Fonctionnement des organes d’autogestion. […]  La direction des entreprises est assurée par des organismes élus par l’ensemble des ouvriers de l’entreprise. […] Le nombre de candidats, présentés sur une seule liste, excède de 50 % a 100% le nombre de postes. Les travailleurs ont donc une marge de choix non négligeable. Les candidats ne sont pas présentés par un organisme officiel, Parti ou syndicats. Ils se présentent d’eux-mêmes, ou y sont incités par leurs camarades de travail, et la liste des candidats est donc formée de l’ensemble de ceux qui acceptent de se présenter et qui sont prêts à endosser des responsabilités. Cette absence d’intervention officielle, au niveau des candidatures, est très remarquable dans un pays où le parti unique a l’ambition d’encadrer la population et d’orienter l’ensemble de la vie nationale.
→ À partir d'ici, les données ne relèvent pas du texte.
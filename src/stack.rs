// Copyright (c) 2025 Linaro LTD
// SPDX-License-Identifier: Apache-2.0

//! The BLE stack collaborator.
//!
//! The stack itself is opaque to this crate: link-layer timing, L2CAP/GATT
//! logic and radio control all live behind [`BleStack`].  What the trait
//! pins down is the *calling discipline* the stack requires.  The stack is
//! single-threaded and not reentrant, and the pump tasks are the only
//! contexts that uphold that:
//!
//! - [`pump_link_layer`] is only ever invoked from the link-layer pump.
//! - [`peek_event`], [`sleep_hint`] and [`dispatch_command`] are only ever
//!   invoked from the stack pump.
//!
//! Implementations may rely on this serialization; they must in turn tolerate
//! the link-layer step running concurrently with the stack-pump calls, since
//! the two pumps are independent kernel tasks.
//!
//! [`pump_link_layer`]: BleStack::pump_link_layer
//! [`peek_event`]: BleStack::peek_event
//! [`sleep_hint`]: BleStack::sleep_hint
//! [`dispatch_command`]: BleStack::dispatch_command

use core::fmt;

use crate::time::Tick;

/// The stack's native clock frequency, in Hz.  Sleep hints in
/// [`SleepHint::Ticks`] are expressed in this unit.
pub const STACK_FREQUENCY: u32 = 32_768;

/// The opcode word identifying a BGAPI command.
#[derive(Clone, Copy, PartialEq, Eq, Hash)]
pub struct CommandHeader(pub u32);

impl fmt::Debug for CommandHeader {
    fn fmt(&self, f: &mut fmt::Formatter<'_>) -> fmt::Result {
        write!(f, "CommandHeader({:#010x})", self.0)
    }
}

/// A response handler the stack invokes, synchronously and on the stack pump
/// context, with the response payload of a dispatched command.
pub type ResponseHandler = fn(&[u8]);

/// The stack's self-reported sleep budget, recomputed every stack pump
/// iteration and never persisted.
#[derive(Clone, Copy, Debug, PartialEq, Eq)]
pub enum SleepHint {
    /// The stack has work to do right now and must be pumped again without
    /// sleeping.
    Zero,
    /// The stack has no work for this many of its own ticks (at
    /// [`STACK_FREQUENCY`]).
    Ticks(Tick),
    /// The stack is idle indefinitely; only an external signal creates new
    /// work.
    Infinite,
}

/// A cooperative, poll-driven BLE controller/host stack.
///
/// Modeled as the four entry points the synchronization core needs; see the
/// module docs for the serialization contract each one is called under.
pub trait BleStack: Send + Sync {
    /// An asynchronous notification produced by the stack.
    ///
    /// This is an owned handle into the stack's internal event queue (an
    /// index or pointer wrapper, typically), not a copy of the event body.
    /// The queue slot it designates stays valid until the handle is dropped,
    /// which the delivery protocol guarantees happens before the next event
    /// is fetched.
    type Event: Send + 'static;

    /// Run one time-critical link-layer step.
    ///
    /// Invoked exactly once per consumed link-layer signal, from the
    /// highest-priority pump context.
    fn pump_link_layer(&self);

    /// Fetch the next pending event, if any.
    fn peek_event(&self) -> Option<Self::Event>;

    /// Report how long the stack can sleep.
    ///
    /// This is advisory scheduling input, never an error.  A stack that
    /// perpetually reports [`SleepHint::Zero`] without producing events will
    /// spin the stack pump; honoring the hint's meaning is the stack
    /// library's obligation.
    fn sleep_hint(&self) -> SleepHint;

    /// Execute one BGAPI command synchronously.
    ///
    /// The response, if `handler` is given, is delivered through it before
    /// this call returns.  `payload` is borrowed from the submitting caller,
    /// which stays blocked for the duration of the call.
    fn dispatch_command(
        &self,
        header: CommandHeader,
        handler: Option<ResponseHandler>,
        payload: &[u8],
    );
}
Dans l’autogestion agricole, la situation est très différente. L’Administration, le Parti et le syndicat interviennent pour la désignation des candidats aux organes d’auto gestion. La raison de la non intervention des autorités politiques dans l’industrie est vraisemblablement la marginalité économique du secteur autogéré […]

L’ouvrage contient une série d’entrevues auprès d’ouvriers, ou de responsables, toujours en français semble-t-il, dont l’intérêt est remarquable : ces entrevues concernent aussi bien l’organisation interne des entreprises que des vues plus générales. Voici quelques exemples :

« Il nous faudrait un directeur : il faut quelqu’un qui soit plus haut que nous. Quand on est entre ouvriers, on n’est pas obéissant. Il y en a qui s’en foutent. (Briqueterie)
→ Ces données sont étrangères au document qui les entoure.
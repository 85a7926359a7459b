//! Synchronization primitives.
//!
//! These are modeled after the synchronization primitives in
//! [`std::sync`](https://doc.rust-lang.org/stable/std/sync/index.html), in as
//! much as it makes sense for a crate whose other half targets small
//! preemptive kernels.

pub mod atomic {
    //! Re-export portable atomic.
    //!
    //! Although `core` contains a
    //! [`sync::atomic`](https://doc.rust-lang.org/stable/core/sync/atomic/index.html)
    //! module, these are dependent on the target having atomic instructions,
    //! and the types are missing when the platform cannot support them.  In
    //! the Rust-embedded world, this is handled through the
    //! [`portable-atomic`](https://crates.io/crates/portable-atomic) crate,
    //! which will either just re-export the types from core, or provide an
    //! implementation using spinlocks when those aren't available.

    pub use portable_atomic::*;
}

pub use portable_atomic_util::Arc;

mod event_flags;

pub use event_flags::EventFlags;
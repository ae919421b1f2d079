use crate::game::round::RoundSummary;
use log::warn;
use qrcodegen::{QrCode, QrCodeEcc};
use url::Url;

const COMPOSE_URL: &str = "https://warpcast.com/~/compose";
const APP_URL: &str = "https://gridshot.dev/";
const APP_IMAGE_URL: &str = "https://gridshot.dev/logo.png";

// Quiet zone around the QR, in modules.
const QR_BORDER_MODULES: i32 = 2;

pub fn share_text(summary: &RoundSummary) -> String {
    format!(
        "I scored {} points in Gridshot! Think you can beat that?",
        summary.score
    )
}

/// Builds the composer link with the message and app embeds as
/// percent-encoded query parameters. `None` when the link can't be built;
/// the caller falls back to showing the plain message.
pub fn compose_share_url(summary: &RoundSummary) -> Option<Url> {
    let text = share_text(summary);
    match Url::parse_with_params(
        COMPOSE_URL,
        &[
            ("text", text.as_str()),
            ("embeds[]", APP_IMAGE_URL),
            ("embeds[]", APP_URL),
        ],
    ) {
        Ok(url) => Some(url),
        Err(e) => {
            warn!("Failed to build share link: {e}");
            None
        }
    }
}

/// Renders `content` as a QR code using half-block glyphs, two modules per
/// text row. Colors are inverted (light modules are drawn) so the code
/// scans against a dark terminal background. Empty when encoding fails.
pub fn share_qr_lines(content: &str) -> Vec<String> {
    let qr = match QrCode::encode_text(content, QrCodeEcc::Medium) {
        Ok(qr) => qr,
        Err(e) => {
            warn!("Failed to encode share QR: {e}");
            return Vec::new();
        }
    };

    let border = QR_BORDER_MODULES;
    let size = qr.size();
    let width = (size + border * 2) as usize;
    let mut lines = Vec::with_capacity(width.div_ceil(2));

    // get_module treats out-of-range coordinates as light, which covers
    // both the quiet zone and the odd final row.
    let mut y = -border;
    while y < size + border {
        let mut line = String::with_capacity(width * 3);
        for x in -border..size + border {
            let top_dark = qr.get_module(x, y);
            let bottom_dark = qr.get_module(x, y + 1);
            line.push(match (top_dark, bottom_dark) {
                (false, false) => '█',
                (false, true) => '▀',
                (true, false) => '▄',
                (true, true) => ' ',
            });
        }
        lines.push(line);
        y += 2;
    }
    lines
}

#[cfg(test)]
mod tests {
    use super::{compose_share_url, share_qr_lines, share_text};
    use crate::game::round::RoundSummary;
    use chrono::Utc;

    fn summary(score: u32) -> RoundSummary {
        RoundSummary {
            score,
            targets_hit: score / 10,
            max_hits: 20,
            total_boxes: 20,
            ended_at: Utc::now(),
        }
    }

    #[test]
    fn share_text_carries_the_final_score() {
        assert!(share_text(&summary(120)).contains("120"));
        assert!(share_text(&summary(0)).contains('0'));
    }

    #[test]
    fn compose_url_percent_encodes_the_message() {
        let url = compose_share_url(&summary(120)).expect("share link should build");
        assert_eq!(url.host_str(), Some("warpcast.com"));

        let query = url.query().expect("share link must carry a query");
        assert!(!query.contains(' '), "query must be fully encoded: {query}");

        let pairs: Vec<(String, String)> = url
            .query_pairs()
            .map(|(k, v)| (k.into_owned(), v.into_owned()))
            .collect();
        assert_eq!(pairs.len(), 3);
        assert_eq!(pairs[0].0, "text");
        assert!(pairs[0].1.contains("120 points"));
        assert!(pairs.iter().skip(1).all(|(k, _)| k == "embeds[]"));
    }

    #[test]
    fn qr_rendering_is_rectangular_and_non_empty() {
        let lines = share_qr_lines("https://gridshot.dev/");
        assert!(!lines.is_empty());
        let width = lines[0].chars().count();
        assert!(width >= 21, "QR narrower than the smallest version: {width}");
        assert!(
            lines.iter().all(|l| l.chars().count() == width),
            "all QR rows must share one width"
        );
    }
}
« La discipline, c’est l’essentiel : un manœuvre doit respecter l’ouvrier ; l’ouvrier, le président. Au début c’était comme ça ; maintenant, la discipline se relâche. Depuis que Ben Bella a dit aux ouvriers : « c’est vos biens », en parlant des usine, la discipline se relâche, tout le monde se prend pour le patron. Il faut que le gouvernement fixe quelque chose. Avant, quand le patron était là, j’étais discipliné comme les militaires. Rien ne marche sur la discipline. Le rendement est mauvais. Quand on veut les commander, les ouvriers répondent : « c’est notre bien à tous ». Ben Bella a cassé la main-d’œuvre en disant : « tout le monde doit manger avec une cuillère, personne avec une louche ». Les ouvriers veulent que tout le monde soit payé au même tarif. Si ça ne change pas, on devra fermer la maison, on ira tous à la pêche, moi je m’en fous. » (Président, fonderie)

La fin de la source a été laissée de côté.